Для того, чтобы попытаться выполнить задачи, обозначенные в «Стратегическом докладе…», начиная с 2003 года в закон «О судебной системе» был последовательно принят ряд поправок, вносивших изменения в сферы управления судами, назначения и продвижения судей, подготовки кандидатов на судейские должности, оценки качества работы. Были также предусмотрены некоторые антикоррупционные меры, а также сделаны робкие попытки начать процесс реформирования ВСС, ставшего ареной столкновения конфликтующих интересов разных политических группировок, что никак не способствовало повышению эффективности его деятельности.

Необходимость подготовки кандидатов на судейские и прокурорские должности и повышения квалификации магистратов оставались за пределами зоны внимания судебной реформы на протяжении почти 10 лет. В 1999 году начала функционировать неправительственная организация «Центр подготовки магистратов», учрежденная Министерством юстиции и двумя профессиональными объединениями представителей юридической профессии. «Центр подготовки магистратов» финансировался исключительно за счет средств иностранных донорских организаций и довольно быстро зарекомендовал себя в качестве весьма успешного начинания в этой сфере. С конца 1999 года всем недавно назначенным судьям было вменено в обязанность посещать начальные тренинговые программы в центре. В январе 2004 года на основании ст. 249 закона «О судебной системе» начал свою деятельность Национальный институт юстиции, которому были переданы функции по обязательному тренингу будущих прокуроров и судей, а также по профессиональному совершенствованию действующих магистратов.

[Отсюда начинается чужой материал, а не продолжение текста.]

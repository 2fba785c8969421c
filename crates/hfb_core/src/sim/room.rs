//! In-memory room
//!
//! [`ScriptedRoom`] stands in for the physics host in tests, scenario replays
//! and the CLI. It stores discs and markers verbatim and only integrates
//! velocities when told to with [`ScriptedRoom::advance`]; collisions are
//! not simulated.

use std::collections::BTreeMap;

use crate::field::{Team, Vec2};
use crate::room::{BallDisc, CollisionMask, Marker, PlayerDisc, PlayerId, Room};

/// Scriptable host
#[derive(Debug, Clone)]
pub struct ScriptedRoom {
    players: Vec<PlayerDisc>,
    ball: Option<BallDisc>,
    ball_collision_group: CollisionMask,
    inv_masses: BTreeMap<PlayerId, f64>,
    markers: BTreeMap<Marker, (Vec2, Vec2)>,
    stopped: bool,
}

impl Default for ScriptedRoom {
    fn default() -> Self {
        Self {
            players: Vec::new(),
            ball: Some(BallDisc::at(Vec2::ZERO)),
            ball_collision_group: CollisionMask::BALL.union(CollisionMask::KICK),
            inv_masses: BTreeMap::new(),
            markers: BTreeMap::new(),
            stopped: false,
        }
    }
}

impl ScriptedRoom {
    pub fn new() -> Self {
        Self::default()
    }

    pub fn with_players(players: Vec<PlayerDisc>) -> Self {
        Self {
            players,
            ..Self::default()
        }
    }

    /// Red players `red` and Blue players `blue`, all at the center spot.
    pub fn lineup(red: &[u32], blue: &[u32]) -> Self {
        let players = red
            .iter()
            .map(|&id| PlayerDisc::new(id, Team::Red, Vec2::ZERO))
            .chain(blue.iter().map(|&id| PlayerDisc::new(id, Team::Blue, Vec2::ZERO)))
            .collect();
        Self::with_players(players)
    }

    pub fn add_player(&mut self, player: PlayerDisc) {
        self.players.retain(|p| p.id != player.id);
        self.players.push(player);
    }

    pub fn remove_player(&mut self, id: PlayerId) -> Option<PlayerDisc> {
        let index = self.players.iter().position(|p| p.id == id)?;
        Some(self.players.remove(index))
    }

    /// Moves a player to another team and returns its updated disc.
    pub fn change_team(&mut self, id: PlayerId, team: Team) -> Option<PlayerDisc> {
        let player = self.players.iter_mut().find(|p| p.id == id)?;
        player.team = team;
        player.collision_group = CollisionMask::for_team(team);
        Some(player.clone())
    }

    pub fn move_player(&mut self, id: PlayerId, position: Vec2) {
        self.set_player_position(id, position);
    }

    /// Places the ball with a velocity.
    pub fn place_ball(&mut self, position: Vec2, velocity: Vec2) {
        if let Some(ball) = self.ball.as_mut() {
            ball.position = position;
            ball.velocity = velocity;
        }
    }

    /// Player disc currently stored for `id`.
    pub fn disc(&self, id: PlayerId) -> Option<&PlayerDisc> {
        self.players.iter().find(|p| p.id == id)
    }

    pub fn ball_disc(&self) -> Option<&BallDisc> {
        self.ball.as_ref()
    }

    pub fn ball_collision_group(&self) -> CollisionMask {
        self.ball_collision_group
    }

    pub fn inv_mass(&self, id: PlayerId) -> Option<f64> {
        self.inv_masses.get(&id).copied()
    }

    pub fn marker(&self, marker: Marker) -> Option<(Vec2, Vec2)> {
        self.markers.get(&marker).copied()
    }

    pub fn is_stopped(&self) -> bool {
        self.stopped
    }

    /// Integrates one host tick: discs move by their velocity and the ball
    /// slows down by its damping.
    pub fn advance(&mut self) {
        for player in &mut self.players {
            player.position = player.position + player.velocity;
        }
        if let Some(ball) = self.ball.as_mut() {
            ball.position = ball.position + ball.velocity;
            ball.velocity = ball.velocity * ball.damping;
        }
    }
}

impl Room for ScriptedRoom {
    fn players(&self) -> Vec<PlayerDisc> {
        self.players.clone()
    }

    fn ball(&self) -> Option<BallDisc> {
        self.ball.clone()
    }

    fn set_player_position(&mut self, id: PlayerId, position: Vec2) {
        if let Some(p) = self.players.iter_mut().find(|p| p.id == id) {
            p.position = position;
        }
    }

    fn set_player_velocity(&mut self, id: PlayerId, velocity: Vec2) {
        if let Some(p) = self.players.iter_mut().find(|p| p.id == id) {
            p.velocity = velocity;
        }
    }

    fn set_player_inv_mass(&mut self, id: PlayerId, inv_mass: f64) {
        self.inv_masses.insert(id, inv_mass);
    }

    fn set_player_collision_group(&mut self, id: PlayerId, group: CollisionMask) {
        if let Some(p) = self.players.iter_mut().find(|p| p.id == id) {
            p.collision_group = group;
        }
    }

    fn set_ball_position(&mut self, position: Vec2) {
        if let Some(ball) = self.ball.as_mut() {
            ball.position = position;
        }
    }

    fn set_ball_velocity(&mut self, velocity: Vec2) {
        if let Some(ball) = self.ball.as_mut() {
            ball.velocity = velocity;
        }
    }

    fn set_ball_inv_mass(&mut self, inv_mass: f64) {
        if let Some(ball) = self.ball.as_mut() {
            ball.inv_mass = inv_mass;
        }
    }

    fn set_ball_collision_group(&mut self, group: CollisionMask) {
        self.ball_collision_group = group;
    }

    fn set_ball_damping(&mut self, damping: f64) {
        if let Some(ball) = self.ball.as_mut() {
            ball.damping = damping;
        }
    }

    fn place_marker(&mut self, marker: Marker, from: Vec2, to: Vec2) {
        self.markers.insert(marker, (from, to));
    }

    fn clear_marker(&mut self, marker: Marker) {
        self.markers.remove(&marker);
    }

    fn stop_game(&mut self) {
        self.stopped = true;
    }
}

Конституционные поправки 2006 и 2007 годов также внесли существенные изменения в сферу судебной власти. Основным мотивом для их принятия стало стремление повысить эффективность, легитимность и прозрачность при отправлении правосудия.[240] В результате на конституционном уровне были закреплены полномочия прокуроров в сфере осуществления, руководства и контроля в отношении законности следствия. Предполагалось, что принятие данной поправки не только позволит улучшить качество обвинительных заключений, но и повысит прозрачность предварительного следствия. Помимо этого, во имя изначально декларированной цели «установления существенных гарантий независимости государственных институтов от политических манипуляций» в Конституцию были включены положения, предусматривающие возможность взятия под стражу и уголовного преследования депутатов парламента по инициативе прокуратуры не только по подозрению в совершении особо тяжких преступлений, но и всех иных уголовно наказуемых деяний, за совершение которых действующим уголовным законом предусмотрено назначение наказания. В случае, если депутат в письменном виде дал согласие на проведение расследования, согласие парламента на уголовное преследование парламентария не требуется.

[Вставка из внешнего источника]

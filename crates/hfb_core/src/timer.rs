//! Resumable timers
//!
//! Every delayed decision the referee makes (hike clock, kickoff stall clock,
//! field-goal and extra-point clocks, delayed transitions, interception and
//! kick-direction checks) is a [`Timer`] held in a [`TimerRegistry`].
//!
//! Time is the engine clock in milliseconds, which only advances on unpaused
//! host ticks. Timers never fire on their own: the orchestrator polls the
//! registry once per tick with [`TimerRegistry::take_due`].
//!
//! Each timer remembers the play epoch it was armed in so the orchestrator
//! can drop actions that outlived the play they belong to.

use serde::{Deserialize, Serialize};

/// Handle of a scheduled timer
#[derive(Debug, Clone, Copy, PartialEq, Eq, Hash, PartialOrd, Ord, Serialize, Deserialize)]
pub struct TimerId(u64);

/// Cancellable delayed action with pause/resume
#[derive(Debug, Clone, PartialEq)]
pub struct Timer<A> {
    action: A,
    remaining_ms: u64,
    started_at_ms: u64,
    paused: bool,
    epoch: u64,
}

impl<A> Timer<A> {
    /// Arms `action` to run `delay_ms` after `now_ms`.
    pub fn new(action: A, delay_ms: u64, now_ms: u64, epoch: u64) -> Self {
        Self {
            action,
            remaining_ms: delay_ms,
            started_at_ms: now_ms,
            paused: false,
            epoch,
        }
    }

    /// Freezes the countdown. Pausing a paused timer has no effect.
    pub fn pause(&mut self, now_ms: u64) {
        if self.paused {
            return;
        }
        self.remaining_ms = self.remaining_time(now_ms);
        self.paused = true;
    }

    /// Restarts the countdown from the remainder left at the last pause.
    /// Resuming a running timer has no effect.
    pub fn resume(&mut self, now_ms: u64) {
        if !self.paused {
            return;
        }
        self.started_at_ms = now_ms;
        self.paused = false;
    }

    /// Milliseconds until the timer fires, never negative.
    pub fn remaining_time(&self, now_ms: u64) -> u64 {
        if self.paused {
            self.remaining_ms
        } else {
            (self.started_at_ms + self.remaining_ms).saturating_sub(now_ms)
        }
    }

    pub fn is_due(&self, now_ms: u64) -> bool {
        !self.paused && now_ms >= self.started_at_ms + self.remaining_ms
    }

    pub fn is_paused(&self) -> bool {
        self.paused
    }

    pub fn epoch(&self) -> u64 {
        self.epoch
    }

    pub fn action(&self) -> &A {
        &self.action
    }

    pub fn into_action(self) -> A {
        self.action
    }

    fn due_at(&self) -> u64 {
        self.started_at_ms + self.remaining_ms
    }
}

/// Owner of every in-flight timer
#[derive(Debug, Clone)]
pub struct TimerRegistry<A> {
    timers: Vec<(TimerId, Timer<A>)>,
    next_id: u64,
    paused: bool,
}

impl<A> Default for TimerRegistry<A> {
    fn default() -> Self {
        Self {
            timers: Vec::new(),
            next_id: 0,
            paused: false,
        }
    }
}

impl<A> TimerRegistry<A> {
    pub fn new() -> Self {
        Self::default()
    }

    /// Schedules `action`. While the registry is paused the new timer starts
    /// paused as well.
    pub fn schedule(&mut self, action: A, delay_ms: u64, now_ms: u64, epoch: u64) -> TimerId {
        let id = TimerId(self.next_id);
        self.next_id += 1;

        let mut timer = Timer::new(action, delay_ms, now_ms, epoch);
        if self.paused {
            timer.pause(now_ms);
        }
        self.timers.push((id, timer));
        id
    }

    /// Cancels a timer. Returns `false` if it already fired or was stopped.
    pub fn stop(&mut self, id: TimerId) -> bool {
        let before = self.timers.len();
        self.timers.retain(|(timer_id, _)| *timer_id != id);
        self.timers.len() != before
    }

    pub fn stop_all(&mut self) {
        self.timers.clear();
    }

    pub fn pause_all(&mut self, now_ms: u64) {
        self.paused = true;
        for (_, timer) in &mut self.timers {
            timer.pause(now_ms);
        }
    }

    pub fn resume_all(&mut self, now_ms: u64) {
        self.paused = false;
        for (_, timer) in &mut self.timers {
            timer.resume(now_ms);
        }
    }

    pub fn is_active(&self, id: TimerId) -> bool {
        self.timers.iter().any(|(timer_id, _)| *timer_id == id)
    }

    pub fn remaining_time(&self, id: TimerId, now_ms: u64) -> Option<u64> {
        self.timers
            .iter()
            .find(|(timer_id, _)| *timer_id == id)
            .map(|(_, timer)| timer.remaining_time(now_ms))
    }

    /// Removes and returns every due timer, earliest deadline first (ties in
    /// scheduling order).
    pub fn take_due(&mut self, now_ms: u64) -> Vec<Timer<A>> {
        let (mut due, pending): (Vec<_>, Vec<_>) = std::mem::take(&mut self.timers)
            .into_iter()
            .partition(|(_, timer)| timer.is_due(now_ms));
        self.timers = pending;

        due.sort_by_key(|(id, timer)| (timer.due_at(), *id));
        due.into_iter().map(|(_, timer)| timer).collect()
    }

    pub fn len(&self) -> usize {
        self.timers.len()
    }

    pub fn is_empty(&self) -> bool {
        self.timers.is_empty()
    }
}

В 2007 году в результате принятия нового Уголовно-процессуального кодекса были существенно ограничены полномочия Национальной следственной службы, при этом часть ее функций была передана Национальной полицейской службе. В том же году посредством принятия конституционной поправки (ст. 132а) в рамках Высшего совета судей был создан Инспекторат, уполномоченный проверять деятельность органов судебной власти, «не влияя при этом на независимость судей прокуроров и следственных магистратов, выполняющих свои функции (п. бст. 132а). Учреждение органа, наделенного контрольными полномочиями в отношении деятельности судебной власти, стало существенным шагом вперед; предполагалось, что деятельность Инспектората будет способствовать повышению ответственности и подотчетности судей и прокуроров. В качестве еще одного достижения болгарской судебной реформы последних лет стало создание при Высшем совете судей Гражданского совета, в состав которого вошли представители ключевых национальных некоммерческих организаций.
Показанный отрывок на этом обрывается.